Wednesday, May 26, 2021

Lou Kosma on Muse Mentors

I first met Lou Kosma in a cafeteria in New Jersey. He was a friend of Michael's mother, and, once we got talking, it turned out that he played in orchestra pits for years and years in New York with my friend Danny Morganstern.

In 2015 Lou came to my father-in-law's memorial service, and he recognized my father from Tanglewood (where Lou had studied and my father had taught). Turns out they both grew up in the same neighborhood in Philadelphia, and had gone to the same high school (or was it junior high school).

I just listened to this podcast episode about and with Lou that I thought I'd share, because he gets to the "why" of music in such a direct and musically-driven way. The musical "illustrations" are fantastic.

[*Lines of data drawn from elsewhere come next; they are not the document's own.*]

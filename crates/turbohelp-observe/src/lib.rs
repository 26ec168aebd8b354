//! Observability setup for TurboHelp: structured logging with an optional
//! OpenTelemetry bridge.

pub mod tracing_setup;
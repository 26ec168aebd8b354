//! LLM provider implementations.
//!
//! Provides [`create_provider`], which builds the upstream client the relay
//! uses from the process configuration and credential.

pub mod openai_compat;

use std::time::Duration;

use secrecy::SecretString;

use turbohelp_core::llm::box_provider::BoxLlmProvider;
use turbohelp_types::config::RelayConfig;
use turbohelp_types::llm::LlmError;

use self::openai_compat::OpenAiCompatibleProvider;
use self::openai_compat::config::OpenAiCompatConfig;

/// Create the upstream [`BoxLlmProvider`] for the relay.
///
/// The provider talks to `config.base_url` with the given bearer credential
/// and a total timeout of `config.timeout_secs`.
pub fn create_provider(config: &RelayConfig, api_key: SecretString) -> Result<BoxLlmProvider, LlmError> {
    let provider = OpenAiCompatibleProvider::new(OpenAiCompatConfig {
        provider_name: provider_name_for(&config.base_url).to_string(),
        base_url: config.base_url.clone(),
        api_key,
        timeout: Duration::from_secs(config.timeout_secs),
    })?;
    Ok(BoxLlmProvider::new(provider))
}

/// Label the upstream for logs and the startup banner.
fn provider_name_for(base_url: &str) -> &'static str {
    if base_url.contains("models.github.ai") {
        "github-models"
    } else if base_url.contains("api.openai.com") {
        "openai"
    } else {
        "openai-compatible"
    }
}
//! Application state shared by all request handlers.
//!
//! Built once at startup and never written afterwards, so handlers share it
//! without locking.

use std::sync::Arc;

use secrecy::SecretString;

use turbohelp_core::relay::ChatRelay;
use turbohelp_infra::llm::create_provider;
use turbohelp_types::config::RelayConfig;

/// Shared application state.
#[derive(Clone)]
pub struct AppState {
    pub relay: Arc<ChatRelay>,
}

impl AppState {
    pub fn new(relay: ChatRelay) -> Self {
        Self {
            relay: Arc::new(relay),
        }
    }

    /// Wire the upstream provider and relay from configuration.
    pub fn from_config(config: &RelayConfig, api_key: SecretString) -> anyhow::Result<Self> {
        let provider = create_provider(config, api_key)?;
        Ok(Self::new(ChatRelay::new(provider, config.model.clone())))
    }
}
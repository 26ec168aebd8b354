//! OpenAI chat-completions wire types.
//!
//! Only the fields the relay reads or sends are modelled; everything else in
//! an upstream response is ignored.

use serde::{Deserialize, Serialize};

use turbohelp_types::chat::ConversationTurn;
use turbohelp_types::llm::Usage;

/// Request body for `POST {base_url}/chat/completions`.
#[derive(Debug, Serialize)]
pub struct ChatCompletionsRequest<'a> {
    pub model: &'a str,
    pub messages: &'a [ConversationTurn],
    pub temperature: f64,
    pub max_tokens: u32,
    pub top_p: f64,
}

/// Non-streaming response body.
#[derive(Debug, Deserialize)]
pub struct ChatCompletionsResponse {
    #[serde(default)]
    pub id: Option<String>,
    #[serde(default)]
    pub model: Option<String>,
    #[serde(default)]
    pub choices: Vec<Choice>,
    #[serde(default)]
    pub usage: Option<Usage>,
}

#[derive(Debug, Deserialize)]
pub struct Choice {
    pub message: ChoiceMessage,
    #[serde(default)]
    pub finish_reason: Option<String>,
}

#[derive(Debug, Deserialize)]
pub struct ChoiceMessage {
    #[serde(default)]
    pub content: Option<String>,
}

/// Error envelope returned with non-2xx statuses: `{"error": {"message": ...}}`.
#[derive(Debug, Deserialize)]
pub struct ApiErrorBody {
    pub error: ApiErrorDetail,
}

#[derive(Debug, Deserialize)]
pub struct ApiErrorDetail {
    pub message: String,
}
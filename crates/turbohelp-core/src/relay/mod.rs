//! The chat relay: system prompt plus the single upstream call per request.

pub mod prompt;
pub mod service;

pub use prompt::SYSTEM_PROMPT;
pub use service::ChatRelay;
//! Chat relay endpoint.
//!
//! POST /api/chat
//!
//! Request:  `{ "messages": [{ "role": "user", "content": "..." }, ...] }`
//! Response: `{ "message": "<reply>", "usage": { ... } }`
//!
//! The body is taken as raw JSON and validated into a [`ChatRequest`] before
//! anything is sent upstream. Bodies over [`MAX_BODY_BYTES`] are rejected
//! with 413.

use axum::Json;
use axum::extract::State;
use axum::extract::rejection::JsonRejection;
use axum::http::StatusCode;
use serde::Serialize;
use serde_json::Value;

use turbohelp_types::chat::ChatRequest;
use turbohelp_types::error::ValidationError;
use turbohelp_types::llm::Usage;

use crate::http::error::AppError;
use crate::http::router::MAX_BODY_BYTES;
use crate::state::AppState;

/// Successful chat response.
#[derive(Debug, Serialize)]
pub struct ChatResponse {
    pub message: String,
    #[serde(skip_serializing_if = "Option::is_none")]
    pub usage: Option<Usage>,
}

/// POST /api/chat -- relay the conversation and return the model's reply.
pub async fn chat(
    State(state): State<AppState>,
    body: Result<Json<Value>, JsonRejection>,
) -> Result<Json<ChatResponse>, AppError> {
    let Json(body) = body.map_err(body_rejection)?;
    let request = ChatRequest::from_value(&body)?;

    let completion = state.relay.relay(request).await?;

    Ok(Json(ChatResponse {
        message: completion.reply_text,
        usage: completion.usage,
    }))
}

fn body_rejection(rejection: JsonRejection) -> AppError {
    if rejection.status() == StatusCode::PAYLOAD_TOO_LARGE {
        AppError::PayloadTooLarge(format!("Request body exceeds the {MAX_BODY_BYTES} byte limit"))
    } else {
        ValidationError::MalformedBody(rejection.body_text()).into()
    }
}
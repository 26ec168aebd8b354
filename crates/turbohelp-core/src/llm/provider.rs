//! LlmProvider trait definition.
//!
//! The core abstraction every upstream completion backend implements.
//! Uses RPITIT for `complete`; see `BoxLlmProvider` for the object-safe form.

use turbohelp_types::llm::{CompletionRequest, CompletionResult, LlmError};

/// Trait for LLM provider backends.
///
/// Implementations must be safe to share across concurrent requests; the
/// relay holds a single instance for the lifetime of the process.
///
/// Implementations live in turbohelp-infra (e.g., `OpenAiCompatibleProvider`).
pub trait LlmProvider: Send + Sync {
    /// Human-readable provider name (e.g., "github-models").
    fn name(&self) -> &str;

    /// Send a completion request and receive the reply from the first choice.
    fn complete(
        &self,
        request: &CompletionRequest,
    ) -> impl std::future::Future<Output = Result<CompletionResult, LlmError>> + Send;
}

The title of the podcast episode (clicking the link will take you to the episode) says it all: Lou Kosma: Mensch of the MET.

Thursday, May 20, 2021

American Discoveries

Since I started reading The Heart of a Woman, Rae Linda Brown's biography of Florence Price, I have come to realize that my knowledge of twentieth-century American orchestral music is not is comprehensive as I would like it to be (or thought it was). This could be due to the programming and re-programming of music by the same well-known (and accessible) American male composers alongside the same well-known (and accessible) male European composers, many of whom came to America to escape pogroms, Nazis, and totalitarian regimes.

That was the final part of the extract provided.